Ich hätte schwindeln sollen, aber irgendetwas in dieser verfluchten Stimme hatte mich dazu veranlasst, ihm die Wahrheit zu sagen. Mehr noch, sie hatte bewirkt, dass ich mich direkt durch den Kommunikationskanal hangeln und meinen nackten Leib kreuz und quer über seinen nackten Leib reiben wollte. Nicht, dass er jetzt nackt war. Oh, das wäre toll gewesen, aber nein.
Dieser Gedanke ging eindeutig zu weit. Ich war dabei den Verstand zu verlieren. Romeo kam nicht im Adamskostüm durchs Fenster gestiegen.
“Sei leise oder du wirst uns beide umbringen,” hisste ich.
Er riss sofort den Kopf herum und ich beobachtete, wie er meine genaue Position ausmachte. Ehe ich mich regen oder auch nur denken konnte, stand er auch schon vor mir. Zu nahe an mir dran. Zentimeter entfernt. Ich konnte seine Körperwärme spüren, seinen moschusartigen, maskulinen Duft riechen. Meine Nippel wurden steif und ich schwöre, ich hatte einen Mini-Orgasmus. Ich musste mir ein Winseln verkneifen.
“Destiny, komm mit mir. Ich werde dich zum Palast bringen, in Sicherheit.”
“Kommt nicht infrage,” widersprach ich. “Aber du solltest verschwinden. Sonst werden sie mich noch umbringen. Du bewegst dich wie ein Koloss, groß und schwer und langsam.” Lügen. Lügen. Lügen. Aber er musste von hier verschwinden. Sofort. Ehe ich etwas wirklich Dummes anstellte. Wie zum Beispiel einatmen. Ihn nochmal riechen. Ihn wie einen Baum besteigen. Gott steh mir bei, sollte er mich anfassen. Meine Selbstbeherrschung hing am seidenen Faden. Außerdem war er heiß. Marinesoldaten-Superhelden-Filmstar-Heiß. Ich konnte sein Gesicht sehen. Ein kräftiger Kiefer. Volle Lippen. Augen, die mich so intensiv anstarrten, dass ich den Blick nicht mehr abwenden konnte. Alles an ihm, von der Art, wie er sich bewegte bis zur Art wie er mich anblickte, schrie förmlich nach Raubtier. Er war ein Jäger. Ein Beschützer. Ein Soldat.
Scheiße. Scheiße. Scheiße. Wenn ich je nach den Lenden eines Mannes lüstete, dann ausnahmslos nach denen eines Hengsts in Uniform.
“Du bist in Gefahr hier,” wiederholte er.
“Was du nicht sagst, Sherlock.”
Er runzelte die Stirn. “Ich heiße nicht Sherlock und er wird dich nicht so gut beschützen wie ich.
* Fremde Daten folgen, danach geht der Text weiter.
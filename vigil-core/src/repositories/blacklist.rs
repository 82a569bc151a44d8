//! Repository trait for the IP blacklist.

use async_trait::async_trait;
use chrono::{DateTime, Utc};

use crate::{blacklist::BlacklistEntry, Error};

/// Persistent set of explicitly denied IP addresses.
///
/// Entries are keyed by IP: a write for an existing IP replaces its reason and
/// expiry atomically (insert-or-replace on the unique key), never duplicates.
#[async_trait]
pub trait IpBlacklistRepository: Send + Sync + 'static {
    /// Insert or replace the entry for `ip_address`.
    async fn upsert(
        &self,
        ip_address: &str,
        reason: &str,
        expires_at: Option<DateTime<Utc>>,
    ) -> Result<BlacklistEntry, Error>;

    /// The active entry for this IP, if any. Entries whose expiry has passed
    /// are filtered out here, before any physical sweep.
    async fn find_active(&self, ip_address: &str) -> Result<Option<BlacklistEntry>, Error>;

    /// All active entries, newest first.
    async fn list_active(&self) -> Result<Vec<BlacklistEntry>, Error>;

    /// Delete the entry for this IP, active or not.
    async fn remove(&self, ip_address: &str) -> Result<(), Error>;

    /// Bulk-delete entries whose expiry has passed. Returns the number of rows
    /// deleted. Maintenance only; reads never depend on it having run.
    async fn sweep_expired(&self) -> Result<u64, Error>;
}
Du musst mit mir kommen. Lass mich die Sache erledigen. Ich werde deine Mutter finden. Versprochen.” Seine Worte durchdrangen meine Haut und wärmten mich, als ob er mich in geschmolzenes Karamell getaucht hatte. Himmel, der Typ war gefährlich. Dämliche, verfickte Gluthitze.
Ich wurde wahnsinnig.
Als ich nichts darauf entgegnete, beschleunigte sich sein Herzschlag. Seine Atmung ebenfalls; ich konnte beides mühelos hören. Ein Schauer fuhr durch ihn hindurch und ich sah verblüfft zu, wie er die Augen schloss. Er biss den Kiefer zusammen, als ob er Schmerzen hatte. Er war in meinen persönlichen Bereich eingedrungen. Zu nahe an mir dran.
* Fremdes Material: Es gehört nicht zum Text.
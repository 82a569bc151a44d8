//! SQLite implementation of the login-attempt ledger.

use async_trait::async_trait;
use chrono::{DateTime, Utc};
use sqlx::SqlitePool;
use vigil_core::{
    attempt::{LoginAttempt, NewLoginAttempt, RiskSignals},
    error::StorageError,
    repositories::LoginAttemptRepository,
    Error,
};

/// SQLite repository for the append-only attempt ledger.
pub struct SqliteLoginAttemptRepository {
    pool: SqlitePool,
}

impl SqliteLoginAttemptRepository {
    pub fn new(pool: SqlitePool) -> Self {
        Self { pool }
    }
}

/// Internal struct for query results
#[derive(Debug, sqlx::FromRow)]
struct SqliteLoginAttempt {
    id: i64,
    user_id: String,
    ip_address: String,
    device_fingerprint: String,
    user_agent: String,
    success: bool,
    risk_score: i64,
    geo_location: Option<String>,
    attempted_at: i64,
}

impl From<SqliteLoginAttempt> for LoginAttempt {
    fn from(row: SqliteLoginAttempt) -> Self {
        LoginAttempt {
            id: row.id,
            user_id: row.user_id,
            ip_address: row.ip_address,
            device_fingerprint: row.device_fingerprint,
            user_agent: row.user_agent,
            success: row.success,
            risk_score: row.risk_score.clamp(0, 100) as u8,
            geo_location: row
                .geo_location
                .and_then(|json| serde_json::from_str(&json).ok()),
            attempted_at: DateTime::from_timestamp(row.attempted_at, 0).expect("Invalid timestamp"),
        }
    }
}

/// Internal struct for the aggregate signals query
#[derive(Debug, sqlx::FromRow)]
struct SqliteRiskSignals {
    failed_count: i64,
    unique_users: i64,
    unique_devices: i64,
}

const ATTEMPT_COLUMNS: &str = "id, user_id, ip_address, device_fingerprint, user_agent, \
     success, risk_score, geo_location, attempted_at";

#[async_trait]
impl LoginAttemptRepository for SqliteLoginAttemptRepository {
    async fn record(&self, attempt: NewLoginAttempt) -> Result<LoginAttempt, Error> {
        let geo_location = attempt
            .geo_location
            .as_ref()
            .map(|value| value.to_string());

        let row = sqlx::query_as::<_, SqliteLoginAttempt>(&format!(
            r#"
            INSERT INTO login_attempts
                (user_id, ip_address, device_fingerprint, user_agent, success, risk_score, geo_location, attempted_at)
            VALUES (?, ?, ?, ?, ?, ?, ?, ?)
            RETURNING {ATTEMPT_COLUMNS}
            "#,
        ))
        .bind(&attempt.user_id)
        .bind(&attempt.ip_address)
        .bind(&attempt.device_fingerprint)
        .bind(&attempt.user_agent)
        .bind(attempt.success)
        .bind(attempt.risk_score as i64)
        .bind(geo_location)
        .bind(Utc::now().timestamp())
        .fetch_one(&self.pool)
        .await
        .map_err(|e| {
            tracing::error!(error = %e, "Failed to record login attempt");
            StorageError::Database("Failed to record login attempt".to_string())
        })?;

        Ok(row.into())
    }

    async fn recent_by_ip(
        &self,
        ip_address: &str,
        since: DateTime<Utc>,
    ) -> Result<Vec<LoginAttempt>, Error> {
        let rows = sqlx::query_as::<_, SqliteLoginAttempt>(&format!(
            r#"
            SELECT {ATTEMPT_COLUMNS}
            FROM login_attempts
            WHERE ip_address = ? AND attempted_at >= ?
            ORDER BY attempted_at DESC, id DESC
            "#,
        ))
        .bind(ip_address)
        .bind(since.timestamp())
        .fetch_all(&self.pool)
        .await
        .map_err(|e| {
            tracing::error!(error = %e, "Failed to query attempts by IP");
            StorageError::Database("Failed to query attempts by IP".to_string())
        })?;

        Ok(rows.into_iter().map(Into::into).collect())
    }

    async fn recent_by_user(
        &self,
        user_id: &str,
        since: DateTime<Utc>,
    ) -> Result<Vec<LoginAttempt>, Error> {
        let rows = sqlx::query_as::<_, SqliteLoginAttempt>(&format!(
            r#"
            SELECT {ATTEMPT_COLUMNS}
            FROM login_attempts
            WHERE user_id = ? AND attempted_at >= ?
            ORDER BY attempted_at DESC, id DESC
            "#,
        ))
        .bind(user_id)
        .bind(since.timestamp())
        .fetch_all(&self.pool)
        .await
        .map_err(|e| {
            tracing::error!(error = %e, "Failed to query attempts by user");
            StorageError::Database("Failed to query attempts by user".to_string())
        })?;

        Ok(rows.into_iter().map(Into::into).collect())
    }

    async fn recent_failed_by_ip(
        &self,
        ip_address: &str,
        since: DateTime<Utc>,
    ) -> Result<Vec<LoginAttempt>, Error> {
        let rows = sqlx::query_as::<_, SqliteLoginAttempt>(&format!(
            r#"
            SELECT {ATTEMPT_COLUMNS}
            FROM login_attempts
            WHERE ip_address = ? AND success = 0 AND attempted_at >= ?
            ORDER BY attempted_at DESC, id DESC
            "#,
        ))
        .bind(ip_address)
        .bind(since.timestamp())
        .fetch_all(&self.pool)
        .await
        .map_err(|e| {
            tracing::error!(error = %e, "Failed to query failed attempts by IP");
            StorageError::Database("Failed to query failed attempts by IP".to_string())
        })?;

        Ok(rows.into_iter().map(Into::into).collect())
    }

    async fn risk_signals(
        &self,
        ip_address: &str,
        device_fingerprint: &str,
        since: DateTime<Utc>,
    ) -> Result<RiskSignals, Error> {
        // One aggregate query so all three counts come from the same snapshot.
        let row = sqlx::query_as::<_, SqliteRiskSignals>(
            r#"
            SELECT
                COALESCE(SUM(CASE WHEN success = 0 THEN 1 ELSE 0 END), 0) as failed_count,
                COUNT(DISTINCT user_id) as unique_users,
                COUNT(DISTINCT device_fingerprint) as unique_devices
            FROM login_attempts
            WHERE (ip_address = ? OR device_fingerprint = ?) AND attempted_at >= ?
            "#,
        )
        .bind(ip_address)
        .bind(device_fingerprint)
        .bind(since.timestamp())
        .fetch_one(&self.pool)
        .await
        .map_err(|e| {
            tracing::error!(error = %e, "Failed to aggregate risk signals");
            StorageError::Database("Failed to aggregate risk signals".to_string())
        })?;

        Ok(RiskSignals {
            failed_count: row.failed_count as u32,
            unique_users: row.unique_users as u32,
            unique_devices: row.unique_devices as u32,
        })
    }

    async fn cleanup_before(&self, before: DateTime<Utc>) -> Result<u64, Error> {
        let result = sqlx::query("DELETE FROM login_attempts WHERE attempted_at < ?")
            .bind(before.timestamp())
            .execute(&self.pool)
            .await
            .map_err(|e| {
                tracing::error!(error = %e, "Failed to clean up old attempts");
                StorageError::Database("Failed to clean up old attempts".to_string())
            })?;

        Ok(result.rows_affected())
    }
}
“Wer bist du?” Ich hätte nicht fragen dürfen. Ich wusste es bereits. Aber ich wollte Gewissheit. Vielleicht, sobald ich den Job hier erledigt hatte und meine Gluthitze vorbei war, würde ich Trinity bitten, ihn zu durchleuchten. Ihn zu durchleuchten. Ha! Wollte ich gar nicht. Ich wollte ihn gegen die Wand schleudern und durchnehmen. Jetzt sofort.